[Stored items]

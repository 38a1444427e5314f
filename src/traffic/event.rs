use std::fmt;

use serde::Deserialize;

/// Failure to turn a stats frame into a [`TrafficEvent`].
#[derive(thiserror::Error, Debug)]
pub enum DecodeError {
	/// Not a JSON array of `[type, source, dest, timestamp]`.
	#[error("malformed stats frame: {0}")]
	Malformed(#[from] serde_json::Error),
	/// The type field was a string but not an I2NP type code.
	#[error("invalid message type {0:?}")]
	MessageType(String),
}

/// I2NP message type carried by an event. Only used for display.
#[allow(missing_docs)]
#[derive(Clone, Copy, Debug, PartialEq, Eq, Hash)]
pub enum MessageKind {
	DatabaseStore,
	DatabaseLookup,
	DatabaseSearchReply,
	DeliveryStatus,
	Garlic,
	TunnelData,
	TunnelGateway,
	Data,
	TunnelBuild,
	TunnelBuildReply,
	VariableTunnelBuild,
	VariableTunnelBuildReply,
	/// A code this client has no name for.
	Other(u8),
}

impl MessageKind {
	/// The wire code.
	pub fn code(self) -> u8 {
		match self {
			Self::DatabaseStore => 1,
			Self::DatabaseLookup => 2,
			Self::DatabaseSearchReply => 3,
			Self::DeliveryStatus => 10,
			Self::Garlic => 11,
			Self::TunnelData => 18,
			Self::TunnelGateway => 19,
			Self::Data => 20,
			Self::TunnelBuild => 21,
			Self::TunnelBuildReply => 22,
			Self::VariableTunnelBuild => 23,
			Self::VariableTunnelBuildReply => 24,
			Self::Other(code) => code,
		}
	}
}

impl From<u8> for MessageKind {
	fn from(code: u8) -> Self {
		match code {
			1 => Self::DatabaseStore,
			2 => Self::DatabaseLookup,
			3 => Self::DatabaseSearchReply,
			10 => Self::DeliveryStatus,
			11 => Self::Garlic,
			18 => Self::TunnelData,
			19 => Self::TunnelGateway,
			20 => Self::Data,
			21 => Self::TunnelBuild,
			22 => Self::TunnelBuildReply,
			23 => Self::VariableTunnelBuild,
			24 => Self::VariableTunnelBuildReply,
			other => Self::Other(other),
		}
	}
}

impl fmt::Display for MessageKind {
	fn fmt(&self, f: &mut fmt::Formatter<'_>) -> fmt::Result {
		match self {
			Self::Other(code) => write!(f, "type {code}"),
			named => fmt::Debug::fmt(named, f),
		}
	}
}

/// One observed message between two nodes.
#[derive(Clone, Debug, PartialEq)]
pub struct TrafficEvent {
	/// Message type, diagnostic only.
	pub kind: MessageKind,
	/// Sending node.
	pub source: String,
	/// Receiving node.
	pub dest: String,
	/// Router clock in milliseconds, display only.
	pub timestamp: f64,
}

// The router quotes every field but the timestamp, so the type may arrive as "11".
#[derive(Deserialize)]
#[serde(untagged)]
enum TypeField {
	Code(u8),
	Text(String),
}

#[derive(Deserialize)]
struct Frame(TypeField, String, String, f64);

impl TrafficEvent {
	/// Decode a `[type, source, dest, timestamp]` JSON frame.
	pub fn decode(raw: &str) -> Result<Self, DecodeError> {
		let Frame(kind, source, dest, timestamp) = serde_json::from_str(raw)?;
		let code = match kind {
			TypeField::Code(code) => code,
			TypeField::Text(text) => text
				.trim()
				.parse()
				.map_err(|_| DecodeError::MessageType(text))?,
		};
		Ok(Self {
			kind: code.into(),
			source,
			dest,
			timestamp,
		})
	}
}

impl fmt::Display for TrafficEvent {
	fn fmt(&self, f: &mut fmt::Formatter<'_>) -> fmt::Result {
		write!(
			f,
			"{} {} {} -> {}",
			self.timestamp, self.kind, self.source, self.dest
		)
	}
}
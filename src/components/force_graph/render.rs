use std::f64::consts::PI;

use wasm_bindgen::JsValue;
use web_sys::CanvasRenderingContext2d;

use super::state::{ANCHOR_RADIUS, ForceGraphState, NODE_RADIUS};
use super::types::NodeInfo;

const FADE_IN_SECS: f64 = 0.6;

fn ease_out_cubic(t: f64) -> f64 {
	1.0 - (1.0 - t).powi(3)
}

fn radius_of(info: &NodeInfo) -> f64 {
	if info.anchor { ANCHOR_RADIUS } else { NODE_RADIUS }
}

fn fade_in(info: &NodeInfo) -> f64 {
	ease_out_cubic((info.age / FADE_IN_SECS).min(1.0))
}

pub fn render(state: &ForceGraphState, ctx: &CanvasRenderingContext2d) {
	ctx.set_fill_style_str("#1a1a2e");
	ctx.fill_rect(0.0, 0.0, state.width, state.height);
	ctx.save();
	let _ = ctx.translate(state.transform.x, state.transform.y);
	let _ = ctx.scale(state.transform.k, state.transform.k);
	draw_edges(state, ctx);
	draw_nodes(state, ctx);
	ctx.restore();
}

fn draw_edges(state: &ForceGraphState, ctx: &CanvasRenderingContext2d) {
	let k = state.transform.k;
	let (line_width, dash, gap, arrow) = (1.5 / k, 8.0 / k, 4.0 / k, 8.0 / k);
	let dash_offset = -(state.flow_time * 30.0) % (dash + gap);
	let t = ease_out_cubic(state.hover.highlight_t);

	state.graph.visit_edges(|n1, n2, _| {
		let (x1, y1, x2, y2) = (n1.x() as f64, n1.y() as f64, n2.x() as f64, n2.y() as f64);
		let (dx, dy) = (x2 - x1, y2 - y1);
		let dist = (dx * dx + dy * dy).sqrt();
		// self-traffic has nothing to draw
		if dist < 0.001 {
			return;
		}
		let (r1, r2) = (radius_of(&n1.data.user_data), radius_of(&n2.data.user_data));
		let fade = fade_in(&n1.data.user_data).min(fade_in(&n2.data.user_data));

		let lit = state.is_highlighted(n1.index()) && state.is_highlighted(n2.index());
		let (edge_alpha, arrow_alpha, width) = if lit {
			(0.6 + 0.3 * t, 0.8 + 0.1 * t, line_width * (1.0 + 0.3 * t))
		} else {
			(0.6 - 0.45 * t, 0.8 - 0.45 * t, line_width * (1.0 - 0.3 * t))
		};

		let (ux, uy) = (dx / dist, dy / dist);
		ctx.set_stroke_style_str(&format!("rgba(242, 177, 186, {})", edge_alpha * fade));
		ctx.set_line_width(width);
		let _ = ctx.set_line_dash(&js_sys::Array::of2(
			&JsValue::from_f64(dash),
			&JsValue::from_f64(gap),
		));
		ctx.set_line_dash_offset(dash_offset);
		ctx.begin_path();
		ctx.move_to(x1 + ux * r1, y1 + uy * r1);
		ctx.line_to(x2 - ux * (r2 + arrow), y2 - uy * (r2 + arrow));
		ctx.stroke();

		let _ = ctx.set_line_dash(&js_sys::Array::new());
		ctx.set_fill_style_str(&format!("rgba(242, 177, 186, {})", arrow_alpha * fade));
		draw_arrow_head(ctx, (x2 - ux * r2, y2 - uy * r2), (ux, uy), arrow);
	});
	let _ = ctx.set_line_dash(&js_sys::Array::new());
}

fn draw_arrow_head(
	ctx: &CanvasRenderingContext2d,
	(tip_x, tip_y): (f64, f64),
	(ux, uy): (f64, f64),
	size: f64,
) {
	let (back_x, back_y) = (tip_x - ux * size, tip_y - uy * size);
	let (px, py) = (-uy * size * 0.5, ux * size * 0.5);
	ctx.begin_path();
	ctx.move_to(tip_x, tip_y);
	ctx.line_to(back_x + px, back_y + py);
	ctx.line_to(back_x - px, back_y - py);
	ctx.close_path();
	ctx.fill();
}

fn draw_nodes(state: &ForceGraphState, ctx: &CanvasRenderingContext2d) {
	let (has_highlight, t) = (
		state.has_active_highlight(),
		ease_out_cubic(state.hover.highlight_t),
	);

	// dimmed nodes first so the highlighted ones paint on top
	state.graph.visit_nodes(|node| {
		if has_highlight && state.is_highlighted(node.index()) {
			return;
		}
		let info = &node.data.user_data;
		let alpha = (1.0 - 0.7 * t) * fade_in(info);
		let radius = radius_of(info) * (1.0 - 0.15 * t);
		draw_node(state, ctx, (node.x() as f64, node.y() as f64), info, radius, alpha);
	});

	if !has_highlight {
		return;
	}

	state.graph.visit_nodes(|node| {
		let idx = node.index();
		if !state.is_highlighted(idx) {
			return;
		}
		let (pos, info) = ((node.x() as f64, node.y() as f64), &node.data.user_data);
		let hovered = state.is_hovered(idx);
		let base = radius_of(info);
		let (radius, glow, glow_alpha) = if hovered {
			(base * (1.0 + 0.35 * t), base * (1.8 + 1.2 * t), 0.35 * t)
		} else {
			(base * (1.0 + 0.2 * t), base * (1.4 + 0.6 * t), 0.2 * t)
		};
		if t > 0.01 {
			draw_glow(ctx, pos, radius, glow, glow_alpha);
		}
		draw_node(state, ctx, pos, info, radius, 1.0);
		if hovered && t > 0.01 {
			draw_ring(state, ctx, pos, radius, 0.7 * t);
			// full router hash under the short label
			let k = state.transform.k;
			ctx.set_fill_style_str(&format!("rgba(255, 255, 255, {})", 0.6 * t));
			let _ = ctx.fill_text(&info.id, pos.0 + radius + 3.0, pos.1 + 3.0 + 12.0 / k.max(0.5));
		}
	});
}

fn draw_node(
	state: &ForceGraphState,
	ctx: &CanvasRenderingContext2d,
	(x, y): (f64, f64),
	info: &NodeInfo,
	radius: f64,
	alpha: f64,
) {
	ctx.set_global_alpha(alpha);
	ctx.begin_path();
	let _ = ctx.arc(x, y, radius, 0.0, 2.0 * PI);
	ctx.set_fill_style_str(info.color);
	ctx.fill();
	ctx.set_global_alpha(1.0);

	if info.anchor {
		draw_ring(state, ctx, (x, y), radius, alpha * 0.8);
	}

	let k = state.transform.k;
	ctx.set_fill_style_str(&format!("rgba(255, 255, 255, {})", alpha * 0.8));
	ctx.set_font(&format!("{}px sans-serif", 10.0 / k.max(0.5)));
	let _ = ctx.fill_text(&info.label, x + radius + 3.0, y + 3.0);
}

fn draw_ring(
	state: &ForceGraphState,
	ctx: &CanvasRenderingContext2d,
	(x, y): (f64, f64),
	radius: f64,
	alpha: f64,
) {
	let k = state.transform.k;
	ctx.begin_path();
	let _ = ctx.arc(x, y, radius + 2.0 / k, 0.0, 2.0 * PI);
	ctx.set_stroke_style_str(&format!("rgba(255, 255, 255, {})", alpha));
	ctx.set_line_width(1.5 / k);
	ctx.stroke();
}

fn draw_glow(
	ctx: &CanvasRenderingContext2d,
	(x, y): (f64, f64),
	radius: f64,
	glow: f64,
	alpha: f64,
) {
	let Ok(gradient) = ctx.create_radial_gradient(x, y, radius * 0.3, x, y, glow) else {
		return;
	};
	let _ = gradient.add_color_stop(0.0, &format!("rgba(255, 255, 255, {})", alpha));
	let _ = gradient.add_color_stop(0.6, &format!("rgba(242, 177, 186, {})", alpha * 0.3));
	let _ = gradient.add_color_stop(1.0, "rgba(255, 255, 255, 0)");
	ctx.begin_path();
	let _ = ctx.arc(x, y, glow, 0.0, 2.0 * PI);
	#[allow(deprecated)]
	ctx.set_fill_style(&gradient);
	ctx.fill();
}
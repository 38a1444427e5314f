use std::f64::consts::TAU;

use super::ops::Position;

/// Id the router uses for itself in the stats stream.
pub const LOCAL_ROUTER_ID: &str = "US";

/// Initial position heuristic for new nodes.
///
/// The anchor sits at the origin; everyone else lands on a ring at an angle hashed
/// from the id, so a router reappears where it was last time.
#[derive(Clone, Debug, PartialEq)]
pub struct Placement {
	/// Id pinned at the origin.
	pub anchor: String,
	/// Ring radius in graph units.
	pub radius: f64,
}

impl Default for Placement {
	fn default() -> Self {
		Self {
			anchor: LOCAL_ROUTER_ID.to_owned(),
			radius: 500.0,
		}
	}
}

impl Placement {
	/// Whether `id` is the pinned anchor.
	pub fn is_anchor(&self, id: &str) -> bool {
		self.anchor == id
	}

	/// Position for a newly seen node.
	pub fn position_of(&self, id: &str) -> Position {
		if self.is_anchor(id) {
			return Position::default();
		}
		let angle = angle_of(id);
		Position {
			x: self.radius * angle.cos(),
			y: self.radius * angle.sin(),
		}
	}
}

/// Angle in `[0, 2π)` from the FNV-1a hash of `id`.
fn angle_of(id: &str) -> f64 {
	let hash = id.bytes().fold(0xcbf2_9ce4_8422_2325_u64, |h, b| {
		(h ^ b as u64).wrapping_mul(0x0000_0100_0000_01b3)
	});
	(hash as f64 / u64::MAX as f64) * TAU % TAU
}
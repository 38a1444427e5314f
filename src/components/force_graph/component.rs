use std::cell::RefCell;
use std::rc::Rc;

use leptos::prelude::*;
use log::error;
use wasm_bindgen::prelude::*;
use web_sys::{CanvasRenderingContext2d, HtmlCanvasElement, MouseEvent, WheelEvent, Window};

use super::render;
use super::state::SharedGraph;

const FRAME_DT: f32 = 0.016;

fn viewport(window: &Window) -> Option<(f64, f64)> {
	Some((
		window.inner_width().ok()?.as_f64()?,
		window.inner_height().ok()?.as_f64()?,
	))
}

fn context_2d(canvas: &HtmlCanvasElement) -> Option<CanvasRenderingContext2d> {
	canvas.get_context("2d").ok()??.dyn_into().ok()
}

/// Pointer position relative to the canvas.
fn canvas_point(canvas_ref: NodeRef<leptos::html::Canvas>, ev: &MouseEvent) -> Option<(f64, f64)> {
	let canvas: HtmlCanvasElement = canvas_ref.get()?.into();
	let rect = canvas.get_bounding_client_rect();
	Some((
		ev.client_x() as f64 - rect.left(),
		ev.client_y() as f64 - rect.top(),
	))
}

/// Canvas drawing the shared traffic graph, animating until unmounted.
#[component]
pub fn ForceGraphCanvas(
	graph: SharedGraph,
	#[prop(default = false)] fullscreen: bool,
	#[prop(default = None)] width: Option<f64>,
	#[prop(default = None)] height: Option<f64>,
) -> impl IntoView {
	let canvas_ref = NodeRef::<leptos::html::Canvas>::new();
	let animate: Rc<RefCell<Option<Closure<dyn FnMut()>>>> = Rc::new(RefCell::new(None));
	let resize_cb: Rc<RefCell<Option<Closure<dyn FnMut()>>>> = Rc::new(RefCell::new(None));
	let graph_init = graph.clone();

	Effect::new(move |_| {
		let Some(canvas) = canvas_ref.get() else {
			return;
		};
		let canvas: HtmlCanvasElement = canvas.into();
		let Some(window) = web_sys::window() else {
			error!("no window to draw the traffic graph in");
			return;
		};

		let (w, h) = match (fullscreen, viewport(&window)) {
			(true, Some(size)) => size,
			_ => {
				let parent = canvas.parent_element();
				let parent_size = |fallback: f64, pick: fn(&web_sys::Element) -> i32| {
					parent.as_ref().map_or(fallback, |p| pick(p) as f64)
				};
				(
					width.unwrap_or_else(|| parent_size(800.0, web_sys::Element::client_width)),
					height.unwrap_or_else(|| parent_size(600.0, web_sys::Element::client_height)),
				)
			}
		};
		canvas.set_width(w as u32);
		canvas.set_height(h as u32);
		graph_init.borrow_mut().fit_viewport(w, h);

		let Some(ctx) = context_2d(&canvas) else {
			error!("canvas has no 2d context");
			return;
		};

		if fullscreen {
			let (graph_resize, canvas_resize) = (graph_init.clone(), canvas.clone());
			*resize_cb.borrow_mut() = Some(Closure::new(move || {
				let Some((nw, nh)) = web_sys::window().as_ref().and_then(viewport) else {
					return;
				};
				canvas_resize.set_width(nw as u32);
				canvas_resize.set_height(nh as u32);
				graph_resize.borrow_mut().fit_viewport(nw, nh);
			}));
			if let Some(ref cb) = *resize_cb.borrow() {
				let _ =
					window.add_event_listener_with_callback("resize", cb.as_ref().unchecked_ref());
			}
		}

		let (graph_anim, animate_inner) = (graph_init.clone(), animate.clone());
		*animate.borrow_mut() = Some(Closure::new(move || {
			{
				let mut state = graph_anim.borrow_mut();
				state.tick(FRAME_DT);
				render::render(&state, &ctx);
			}
			if let (Some(win), Some(cb)) = (web_sys::window(), animate_inner.borrow().as_ref()) {
				let _ = win.request_animation_frame(cb.as_ref().unchecked_ref());
			}
		}));
		if let Some(ref cb) = *animate.borrow() {
			let _ = window.request_animation_frame(cb.as_ref().unchecked_ref());
		}
	});

	let graph_md = graph.clone();
	let on_mousedown = move |ev: MouseEvent| {
		let Some((x, y)) = canvas_point(canvas_ref, &ev) else {
			return;
		};
		let mut guard = graph_md.borrow_mut();
		let s = &mut *guard;
		let grabbed = s
			.node_at_position(x, y)
			.and_then(|idx| Some((idx, s.node_position(idx)?)));
		if let Some((idx, (nx, ny))) = grabbed {
			s.drag.node_idx = Some(idx);
			s.drag.start_x = x;
			s.drag.start_y = y;
			s.drag.node_start_x = nx;
			s.drag.node_start_y = ny;
		} else {
			s.pan.active = true;
			s.pan.start_x = x;
			s.pan.start_y = y;
			s.pan.transform_start_x = s.transform.x;
			s.pan.transform_start_y = s.transform.y;
		}
	};

	let graph_mm = graph.clone();
	let on_mousemove = move |ev: MouseEvent| {
		let Some((x, y)) = canvas_point(canvas_ref, &ev) else {
			return;
		};
		let mut guard = graph_mm.borrow_mut();
		let s = &mut *guard;
		if let Some(idx) = s.drag.node_idx {
			let k = s.transform.k;
			let nx = s.drag.node_start_x + ((x - s.drag.start_x) / k) as f32;
			let ny = s.drag.node_start_y + ((y - s.drag.start_y) / k) as f32;
			s.pin_node(idx, nx, ny);
			return;
		}
		let hovered = s.node_at_position(x, y);
		s.set_hover(hovered);
		if s.pan.active {
			s.transform.x = s.pan.transform_start_x + (x - s.pan.start_x);
			s.transform.y = s.pan.transform_start_y + (y - s.pan.start_y);
		}
	};

	let graph_mu = graph.clone();
	let on_mouseup = move |_: MouseEvent| {
		let mut s = graph_mu.borrow_mut();
		s.drag.node_idx = None;
		s.pan.active = false;
	};

	let graph_ml = graph.clone();
	let on_mouseleave = move |_: MouseEvent| {
		let mut s = graph_ml.borrow_mut();
		s.drag.node_idx = None;
		s.pan.active = false;
		s.set_hover(None);
	};

	let on_wheel = move |ev: WheelEvent| {
		ev.prevent_default();
		let Some((x, y)) = canvas_point(canvas_ref, &ev) else {
			return;
		};
		let mut guard = graph.borrow_mut();
		let s = &mut *guard;
		let factor = if ev.delta_y() > 0.0 { 0.9 } else { 1.1 };
		let new_k = (s.transform.k * factor).clamp(0.05, 10.0);
		let ratio = new_k / s.transform.k;
		s.transform.x = x - (x - s.transform.x) * ratio;
		s.transform.y = y - (y - s.transform.y) * ratio;
		s.transform.k = new_k;
	};

	view! {
		<canvas
			node_ref=canvas_ref
			class="force-graph-canvas"
			on:mousedown=on_mousedown
			on:mousemove=on_mousemove
			on:mouseup=on_mouseup
			on:mouseleave=on_mouseleave
			on:wheel=on_wheel
			style="display: block; cursor: grab;"
		/>
	}
}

(The task):
Above are the records; copy exactly the lines from the line with "let (radius, glow, glow_alpha)" through the line with "draw_ring(state, ctx, pos, radius, 0.7", both included.

(Output below):
		let (radius, glow, glow_alpha) = if hovered {
			(base * (1.0 + 0.35 * t), base * (1.8 + 1.2 * t), 0.35 * t)
		} else {
			(base * (1.0 + 0.2 * t), base * (1.4 + 0.6 * t), 0.2 * t)
		};
		if t > 0.01 {
			draw_glow(ctx, pos, radius, glow, glow_alpha);
		}
		draw_node(state, ctx, pos, info, radius, 1.0);
		if hovered && t > 0.01 {
			draw_ring(state, ctx, pos, radius, 0.7 * t);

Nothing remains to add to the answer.